Alma and Mara: Breaking Down Prejudices in Post-War Society

Source: Alma Numić’s private archive

Alma Numić and Mara Milanković-Daradan are peace activists who have shared their wartime stories with others and, by listening to the stories of other survivors, they promote the idea of peace among young people. For years, they have been working to build sustainable peace in Bosnia and Herzegovina. They are an example of multi-ethnic friendship that breaks down the prejudices of post-war society.

Before the war in Bosnia and Herzegovina, Alma and Mara lived in families that didn’t know the differences. Alma describes her childhood as beautiful and happy. She grew up in a working-class family that was full of love, attention, and understanding. In school and outside of it, she shared this happiness and beauty with her peers, up until the moment when the war forced her to leave her home and she became a refugee. At the age of 14, she was wounded during the bombing in Tešanj.

Alma Numić (left) and Mara Milanković Daradan (right) (Source: Alma Numić’s private archive)

In Mara’s family, issues of religion and nationality were not important. She emphasizes that her parents raised her to see people as either humane or inhumane. The war found her in Sarajevo, where she was studying. She returned to her hometown of Derventa and joined the Army of Republika Srpska (VRS). She was wounded and is now an 80 percent disabled veteran.

Alma has been involved in peace activism for the past 13 years, since attending an educational program on peacebuilding in Bosnia and Herzegovina as a member and volunteer of the Mother Women’s Association for the Affirmation of Family Values. Through this organization, she shared her experiences from the conflict in Bosnia and Herzegovina. 

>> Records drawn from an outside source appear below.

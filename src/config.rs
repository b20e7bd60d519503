//! Dashboard configuration parsed from environment variables.

use std::path::PathBuf;

use crate::error::{DashboardError, Result};

pub const DEFAULT_API_URL: &str = "http://127.0.0.1:8000";
pub const DEFAULT_SESSION_FILE: &str = "~/.config/petpaw/session.json";
pub const DEFAULT_REQUEST_TIMEOUT_SECS: u64 = 30;
pub const DEFAULT_CONNECT_TIMEOUT_SECS: u64 = 10;
pub const DEFAULT_PAGE_LIMIT: u32 = 100;

#[derive(Debug, Clone, Copy, PartialEq, Eq)]
pub struct Timeouts {
    pub request_secs: u64,
    pub connect_secs: u64,
}

impl Default for Timeouts {
    fn default() -> Self {
        Self { request_secs: DEFAULT_REQUEST_TIMEOUT_SECS, connect_secs: DEFAULT_CONNECT_TIMEOUT_SECS }
    }
}

#[derive(Debug, Clone, PartialEq, Eq)]
pub struct DashboardConfig {
    pub api_url: String,
    pub session_file: PathBuf,
    pub timeouts: Timeouts,
    pub page_limit: u32,
}

impl DashboardConfig {
    /// Config for `api_url` with every other value at its default.
    ///
    /// # Errors
    ///
    /// Returns `Config` when the URL is blank or the default session path
    /// cannot be expanded.
    pub fn new(api_url: &str) -> Result<Self> {
        Ok(Self {
            api_url: normalize_api_url(api_url)?,
            session_file: expand_path(DEFAULT_SESSION_FILE)?,
            timeouts: Timeouts::default(),
            page_limit: DEFAULT_PAGE_LIMIT,
        })
    }

    /// Build typed config from environment variables.
    ///
    /// Optional:
    /// - `PETPAW_API_URL`: backend base URL, default `http://127.0.0.1:8000`
    /// - `PETPAW_SESSION_FILE`: persisted session path, `~` expanded
    /// - `PETPAW_REQUEST_TIMEOUT_SECS`: default 30
    /// - `PETPAW_CONNECT_TIMEOUT_SECS`: default 10
    /// - `PETPAW_PAGE_LIMIT`: `limit` for paged booking lists, default 100
    ///
    /// # Errors
    ///
    /// Returns `Config` for an empty base URL or an unexpandable session path.
    pub fn from_env() -> Result<Self> {
        let api_url = normalize_api_url(
            &std::env::var("PETPAW_API_URL").unwrap_or_else(|_| DEFAULT_API_URL.to_string()),
        )?;
        let session_file = expand_path(
            &std::env::var("PETPAW_SESSION_FILE").unwrap_or_else(|_| DEFAULT_SESSION_FILE.to_string()),
        )?;
        let timeouts = Timeouts {
            request_secs: env_parse_u64("PETPAW_REQUEST_TIMEOUT_SECS", DEFAULT_REQUEST_TIMEOUT_SECS),
            connect_secs: env_parse_u64("PETPAW_CONNECT_TIMEOUT_SECS", DEFAULT_CONNECT_TIMEOUT_SECS),
        };
        let page_limit = env_parse_u32("PETPAW_PAGE_LIMIT", DEFAULT_PAGE_LIMIT);

        Ok(Self { api_url, session_file, timeouts, page_limit })
    }

    /// Replace the base URL, e.g. from a `--api-url` flag.
    ///
    /// # Errors
    ///
    /// Returns `Config` when the URL is blank.
    pub fn with_api_url(mut self, api_url: &str) -> Result<Self> {
        self.api_url = normalize_api_url(api_url)?;
        Ok(self)
    }

    /// Replace the session path, e.g. from a `--session-file` flag.
    ///
    /// # Errors
    ///
    /// Returns `Config` when the path references an unset variable.
    pub fn with_session_file(mut self, path: &str) -> Result<Self> {
        self.session_file = expand_path(path)?;
        Ok(self)
    }
}

fn env_parse_u64(key: &str, default: u64) -> u64 {
    std::env::var(key)
        .ok()
        .and_then(|v| v.trim().parse::<u64>().ok())
        .filter(|v| *v > 0)
        .unwrap_or(default)
}

fn env_parse_u32(key: &str, default: u32) -> u32 {
    std::env::var(key)
        .ok()
        .and_then(|v| v.trim().parse::<u32>().ok())
        .filter(|v| *v > 0)
        .unwrap_or(default)
}

pub(crate) fn normalize_api_url(raw: &str) -> Result<String> {
    let url = raw.trim().trim_end_matches('/');
    if url.is_empty() {
        return Err(DashboardError::Config("PETPAW_API_URL is empty".into()));
    }
    Ok(url.to_string())
}

pub(crate) fn expand_path(raw: &str) -> Result<PathBuf> {
    let expanded =
        shellexpand::full(raw).map_err(|e| DashboardError::Config(format!("invalid session path {raw}: {e}")))?;
    Ok(PathBuf::from(expanded.as_ref()))
}

#[cfg(test)]
#[path = "config_test.rs"]
mod tests;
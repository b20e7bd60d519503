//! Pet hotel bookings page.

use std::collections::HashMap;

use async_trait::async_trait;
use chrono::{DateTime, Utc};
use serde::Serialize;
use tracing::info;

use super::{Page, require_text, settle};
use crate::analytics::{HotelSummary, TimeFrame};
use crate::api::ApiClient;
use crate::display::{self, UNKNOWN_PET, UNKNOWN_USER};
use crate::error::{DashboardError, Result};
use crate::models::{Hotel, HotelBooking, HotelBookingUpdate, NewHotelBooking, Pet, User};

#[derive(Debug, Clone, PartialEq, Serialize)]
pub struct HotelBookingView {
    #[serde(flatten)]
    pub booking: HotelBooking,
    pub pet_name: String,
    pub owner_name: String,
    pub hotel_name: String,
}

pub struct HotelPage {
    client: ApiClient,
    bookings: Vec<HotelBooking>,
    pets: Vec<Pet>,
    users: Vec<User>,
    hotels: Vec<Hotel>,
    error: Option<String>,
}

impl HotelPage {
    #[must_use]
    pub fn new(client: ApiClient) -> Self {
        Self {
            client,
            bookings: Vec::new(),
            pets: Vec::new(),
            users: Vec::new(),
            hotels: Vec::new(),
            error: None,
        }
    }

    #[must_use]
    pub fn bookings(&self) -> &[HotelBooking] {
        &self.bookings
    }

    #[must_use]
    pub fn hotels(&self) -> &[Hotel] {
        &self.hotels
    }

    #[must_use]
    pub fn users(&self) -> &[User] {
        &self.users
    }

    /// Bookings whose pet or owner name contains `term`, ignoring case.
    /// A blank term matches every booking.
    #[must_use]
    pub fn search(&self, term: &str) -> Vec<HotelBookingView> {
        let term = term.trim().to_lowercase();
        let pets: HashMap<i64, &str> = self.pets.iter().filter_map(|p| Some((p.id, p.name.as_deref()?))).collect();
        let users: HashMap<i64, &str> = self.users.iter().filter_map(|u| Some((u.id, u.name.as_deref()?))).collect();
        let hotels: HashMap<i64, &str> = self.hotels.iter().filter_map(|h| Some((h.id, h.name.as_deref()?))).collect();

        self.bookings
            .iter()
            .filter_map(|booking| {
                let pet = booking.pet_id.and_then(|id| pets.get(&id).copied());
                let owner = booking.user_id.and_then(|id| users.get(&id).copied());
                let matches = |name: Option<&str>| name.is_some_and(|n| n.to_lowercase().contains(&term));
                if !term.is_empty() && !matches(pet) && !matches(owner) {
                    return None;
                }
                let hotel_name = match booking.hotel_id {
                    Some(id) => hotels.get(&id).map_or_else(|| format!("Hotel {id}"), |name| (*name).to_string()),
                    None => display::NOT_AVAILABLE.to_string(),
                };
                Some(HotelBookingView {
                    pet_name: display::text_or(pet, UNKNOWN_PET).to_string(),
                    owner_name: display::text_or(owner, UNKNOWN_USER).to_string(),
                    hotel_name,
                    booking: booking.clone(),
                })
            })
            .collect()
    }

    #[must_use]
    pub fn analytics(&self, time_frame: TimeFrame, now: DateTime<Utc>) -> HotelSummary {
        HotelSummary::compute(&self.bookings, &self.hotels, time_frame, now)
    }

    /// # Errors
    ///
    /// The backend's rejection, or a failed reload afterwards.
    pub async fn accept(&mut self, booking_id: i64) -> Result<()> {
        self.client.accept_hotel_booking(booking_id).await?;
        self.reload().await
    }

    /// Decline with an optional reason; blank is sent as `""`.
    ///
    /// # Errors
    ///
    /// The backend's rejection, or a failed reload afterwards.
    pub async fn decline(&mut self, booking_id: i64, reason: Option<&str>) -> Result<()> {
        let reason = reason.map(str::trim).unwrap_or_default();
        self.client.decline_hotel_booking(booking_id, reason).await?;
        self.reload().await
    }

    /// # Errors
    ///
    /// The backend's rejection, or a failed reload afterwards.
    pub async fn update(&mut self, booking_id: i64, update: &HotelBookingUpdate) -> Result<()> {
        self.client.update_hotel_booking(booking_id, update).await?;
        self.reload().await
    }

    /// # Errors
    ///
    /// The backend's rejection, or a failed reload afterwards.
    pub async fn delete(&mut self, booking_id: i64) -> Result<()> {
        self.client.delete_hotel_booking(booking_id).await?;
        self.reload().await
    }

    /// # Errors
    ///
    /// `Validation` when the stay ends before it starts or the emergency
    /// contact is blank; otherwise the backend's rejection.
    pub async fn create(&mut self, mut booking: NewHotelBooking) -> Result<HotelBooking> {
        if booking.end_date < booking.start_date {
            return Err(DashboardError::validation("End date must not be before start date"));
        }
        booking.emergency_contact = require_text(&booking.emergency_contact, "Emergency contact is required")?;

        let created = self.client.create_hotel_booking(&booking).await?;
        self.reload().await?;
        Ok(created)
    }
}

#[async_trait]
impl Page for HotelPage {
    async fn reload(&mut self) -> Result<()> {
        let loaded = tokio::try_join!(
            self.client.fetch_all_hotel_bookings(0),
            self.client.fetch_pets(),
            self.client.fetch_users(),
            self.client.fetch_hotels(),
        );
        let (bookings, pets, users, hotels) =
            settle("hotel", "Failed to fetch data", &mut self.error, loaded)?;

        self.bookings = bookings;
        self.pets = pets;
        self.users = users;
        self.hotels = hotels;
        info!(bookings = self.bookings.len(), "hotel page loaded");
        Ok(())
    }

    fn error(&self) -> Option<&str> {
        self.error.as_deref()
    }
}

#[cfg(test)]
#[path = "hotel_test.rs"]
mod tests;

Mara has been involved in peace activism for 20 years, and she has been giving public speeches for the past ten years. She said, “It took a lot of strength and courage to speak about my experiences in front of unknown people throughout the region, to spread the idea of peace among young people who are already poisoned by hatred at home.” She added that the most challenging aspect was gaining acceptance for her work from her former friends.

She highlighted the dozens of peace projects that she has implemented in her hometown and other cities. Through these projects, she connected 12 local communities, sports teams, cultural and artistic associations, as well as associations that emerged from the war. She noted that she organized many events on the occasion of the International Day of Peace and had conversations with hundreds of young people, urging them to “cherish peace as the apple of their eye.” 

Severe Wounds

Alma was wounded on October 8, 1995, during the bombing of Tešanjka in Tešanj, while she was in a refugee house. She recalled that it was a sunny, peaceful October day, but that something was different, as if it foreshadowed something ominous. During the bombing, nine people were killed and several others wounded.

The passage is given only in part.